IL13 rs1295686 was associated with challenge-proven food allergy in the discovery sample (P=.003; OR=1.75; CI=1.20-2.53). This association was also detected in the replication sample (P=.03, OR=1.37, CI=1.03-1.82) and further supported by a meta-analysis (P=.0006, OR=1.50). However, we cannot rule out an association with food sensitization. Carriage of the rs1295686 variant A allele was also associated with elevated total plasma IgE.

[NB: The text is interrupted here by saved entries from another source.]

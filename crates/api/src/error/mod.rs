// Path: crates/api/src/error/mod.rs
//! Re-exports all core error types from the central `range-types` crate.

pub use range_types::error::*;
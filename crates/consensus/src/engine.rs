// Path: crates/consensus/src/engine.rs

//! The finalization engine.

use crate::abi::GovernanceAbis;
use crate::signer::ConsensusSigner;
use range_api::chain::ChainReader;
use range_api::crypto::SealRecovery;
use range_api::execution::{ContractExecutor, ExecutionContext, ExecutionResult, GasPool};
use range_api::state::{StateCheckpoint, StateDatabase};
use range_api::transaction::{SignerFn, TransactionExt};
use range_telemetry::time::Timer;
use range_types::config::EngineConfig;
use range_types::error::{ConsensusError, ContractCallError};
use range_types::header::Header;
use range_types::receipt::{create_bloom, Receipt};
use range_types::transaction::{Message, Transaction};
use range_types::{Address, U256};
use std::sync::{Arc, RwLock};
use tracing::{error, warn};

/// The transaction and receipt lists of a block after finalization.
pub type FinalizedLists = (Vec<Transaction>, Vec<Receipt>);

/// A read-only governance call.
pub(crate) struct GovernanceCall {
    pub from: Address,
    pub to: Address,
    pub gas: u64,
    pub method: &'static str,
    pub data: Vec<u8>,
}

/// Governance finalization engine.
///
/// The engine holds configuration, parsed ABIs and its collaborators, but no
/// per-block state. One finalization runs against one
/// `&mut dyn StateDatabase`; independent blocks may be finalized concurrently
/// on independent state handles.
pub struct RangeEngine {
    config: EngineConfig,
    abis: GovernanceAbis,
    executor: Arc<dyn ContractExecutor>,
    recovery: Arc<dyn SealRecovery>,
    signer_fn: RwLock<Option<SignerFn>>,
}

impl std::fmt::Debug for RangeEngine {
    fn fmt(&self, f: &mut std::fmt::Formatter<'_>) -> std::fmt::Result {
        f.debug_struct("RangeEngine")
            .field("config", &self.config)
            .field("authorized", &self.signer_fn().is_some())
            .finish_non_exhaustive()
    }
}

impl RangeEngine {
    /// Creates an engine, loading every governance ABI.
    pub fn new(
        config: EngineConfig,
        executor: Arc<dyn ContractExecutor>,
        recovery: Arc<dyn SealRecovery>,
    ) -> Result<Self, ConsensusError> {
        let abis = GovernanceAbis::load().map_err(|e| {
            error!(target: "consensus", "Failed to load governance ABIs: {}", e);
            e
        })?;
        Ok(Self {
            config,
            abis,
            executor,
            recovery,
            signer_fn: RwLock::new(None),
        })
    }

    /// Installs the producer key store used to sign the migration transaction.
    pub fn authorize(&self, signer_fn: SignerFn) {
        let mut slot = self
            .signer_fn
            .write()
            .unwrap_or_else(|poisoned| poisoned.into_inner());
        *slot = Some(signer_fn);
    }

    pub(crate) fn signer_fn(&self) -> Option<SignerFn> {
        self.signer_fn
            .read()
            .unwrap_or_else(|poisoned| poisoned.into_inner())
            .clone()
    }

    /// Engine configuration.
    pub fn config(&self) -> &EngineConfig {
        &self.config
    }

    /// Parsed governance ABIs.
    pub fn abis(&self) -> &GovernanceAbis {
        &self.abis
    }

    pub(crate) fn recovery(&self) -> &dyn SealRecovery {
        self.recovery.as_ref()
    }

    /// Runs every finalization step in order: masternode sync, blacklist
    /// sync, draining, block reward, migration. The first error aborts.
    pub fn finalize(
        &self,
        chain: &dyn ChainReader,
        header: &Header,
        state: &mut dyn StateDatabase,
        txs: Vec<Transaction>,
        receipts: Vec<Receipt>,
    ) -> Result<FinalizedLists, ConsensusError> {
        let _timer = Timer::new("finalize");
        self.process_masternodes(chain, header, state)?;
        self.process_blacklists(chain, header, state)?;
        let (txs, receipts) = self.process_drainable(chain, header, state, txs, receipts)?;
        let (txs, receipts) = self.process_block_rewards(chain, header, state, txs, receipts)?;
        self.finalize_migration(chain, header, state, &txs)?;
        Ok((txs, receipts))
    }

    /// Executes a governance call whose state effects are always discarded.
    pub(crate) fn call_readonly(
        &self,
        chain: &dyn ChainReader,
        header: &Header,
        state: &mut dyn StateDatabase,
        call: GovernanceCall,
    ) -> Result<ExecutionResult, ContractCallError> {
        let GovernanceCall {
            from,
            to,
            gas,
            method,
            data,
        } = call;
        let mut checkpoint = StateCheckpoint::new(state);
        let msg = Message::call(from, to, U256::zero(), gas, data);
        let ctx = ExecutionContext { chain, header };
        let result = self
            .executor
            .apply_message(&msg, ctx, &mut *checkpoint, &mut GasPool::new(gas))
            .map_err(|source| ContractCallError::Execute { method, source })?;
        if result.failed {
            return Err(ContractCallError::Reverted { method });
        }
        Ok(result)
    }

    /// Executes a consensus-synthesized transaction for real and appends it,
    /// with its receipt, to the block lists.
    ///
    /// A reverted execution still produces a receipt with the failed status;
    /// only an executor error aborts.
    pub(crate) fn apply_consensus_tx(
        &self,
        chain: &dyn ChainReader,
        header: &Header,
        state: &mut dyn StateDatabase,
        tx: Transaction,
        method: &'static str,
        lists: &mut FinalizedLists,
    ) -> Result<ExecutionResult, ConsensusError> {
        let result = self.execute_consensus_tx(chain, header, state, &tx, method, lists.0.len())?;
        self.append_consensus_tx(chain, header, state, tx, &result, lists)?;
        Ok(result)
    }

    /// Executes a consensus-synthesized transaction as the `tx_index`-th
    /// transaction of the block without recording it.
    pub(crate) fn execute_consensus_tx(
        &self,
        chain: &dyn ChainReader,
        header: &Header,
        state: &mut dyn StateDatabase,
        tx: &Transaction,
        method: &'static str,
        tx_index: usize,
    ) -> Result<ExecutionResult, ConsensusError> {
        let tx_hash = tx.hash();
        state.prepare(tx_hash, header.hash(), tx_index);

        let msg = tx.as_message(&ConsensusSigner)?;
        let ctx = ExecutionContext { chain, header };
        let result = self
            .executor
            .apply_message(&msg, ctx, state, &mut GasPool::new(msg.gas))
            .map_err(|source| {
                error!(target: "consensus", "Consensus transaction {}() failed to execute: {}", method, source);
                ContractCallError::Execute { method, source }
            })?;
        if result.failed {
            warn!(target: "consensus", tx = ?tx_hash, "Consensus transaction {}() reverted", method);
        }
        Ok(result)
    }

    /// Appends an executed transaction and its receipt. The receipt root is
    /// the current intermediate root.
    pub(crate) fn append_consensus_tx(
        &self,
        chain: &dyn ChainReader,
        header: &Header,
        state: &mut dyn StateDatabase,
        tx: Transaction,
        result: &ExecutionResult,
        lists: &mut FinalizedLists,
    ) -> Result<(), ConsensusError> {
        let (txs, receipts) = lists;
        let tx_hash = tx.hash();
        let root = state.intermediate_root(chain.config().is_eip158(header.number))?;
        let mut receipt = Receipt::new(root.as_bytes(), result.failed, header.gas_used);
        receipt.tx_hash = tx_hash;
        receipt.gas_used = result.gas_used;
        receipt.logs = state.logs(&tx_hash);
        receipt.bloom = create_bloom(std::slice::from_ref(&receipt));

        txs.push(tx);
        receipts.push(receipt);
        Ok(())
    }
}
// Path: crates/api/src/state/mod.rs
//! Core traits for state management.
//!
//! This module defines the interface to the account state database and the
//! RAII guards the engine uses to scope speculative changes:
//! - `StateDatabase`: account balances, nonces, storage, journaling and logs.
//! - `StateCheckpoint`: snapshot on creation, revert on drop.
//! - `TemporaryBalance`: credit an account for one step, zero it on drop.

mod checkpoint;
mod database;

pub use checkpoint::{StateCheckpoint, TemporaryBalance};
pub use database::{KeepStorage, StateDatabase};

We show for the first time, in two independent cohorts, that IL13 polymorphism rs1295686 (in complete linkage disequilibrium with functional variant rs20541) is associated with challenge-proven food allergy.
食物过敏在全球范围内构成了相当大的公共卫生负担,12个月大婴儿的发病率高达十分之一。目前仅鉴定出少数食物过敏遗传风险变异体。Th2免疫基因IL13是一个非常有可能的遗传候选基因,因为它在B细胞中IgE类别转换的启动过程中起着核心作用。
在此,我们试图研究IL13基因多态性是否与经激发试验证实的IgE介导的食物过敏的发生有关。
我们对来自HealthNuts研究的367例经激发试验证实的食物过敏病例、199例食物致敏耐受病例和156例非食物过敏对照进行了9个IL13“标签”单核苷酸多态性(标签SNP)的基因分型。12个月大的婴儿通过开放式口服食物激发试验进行表型分析。使用针对祖先分层进行调整的Cochran-Mantel-Haenszel检验对SNP进行检测。在一个独立的、位于同一地点的由四个儿科队列组成的样本中进行了重复研究,该样本包括203例食物过敏病例和330例非食物过敏对照。通过反应性临床病史、95%阳性预测值或激发试验来定义重复样本的表型,并进行IL13基因分型。
在发现样本中,IL13 rs1295686与经激发试验证实的食物过敏相关(P = 0.003;OR = 1.75;CI = 1.20 - 2.53)。在重复样本中也检测到了这种关联(P = 0.03,OR = 1.37,CI = 1.03 - 1.82),并且荟萃分析进一步支持了这一结果(P = 0.0006,OR = 1.50)。然而,我们不能排除与食物致敏的关联。rs1295686变异体A等位基因的携带也与血浆总IgE升高有关。
我们首次在两个独立队列中表明,IL13基因多态性rs1295686(与功能变异体rs20541完全连锁不平衡)与经激发试验证实的食物过敏相关。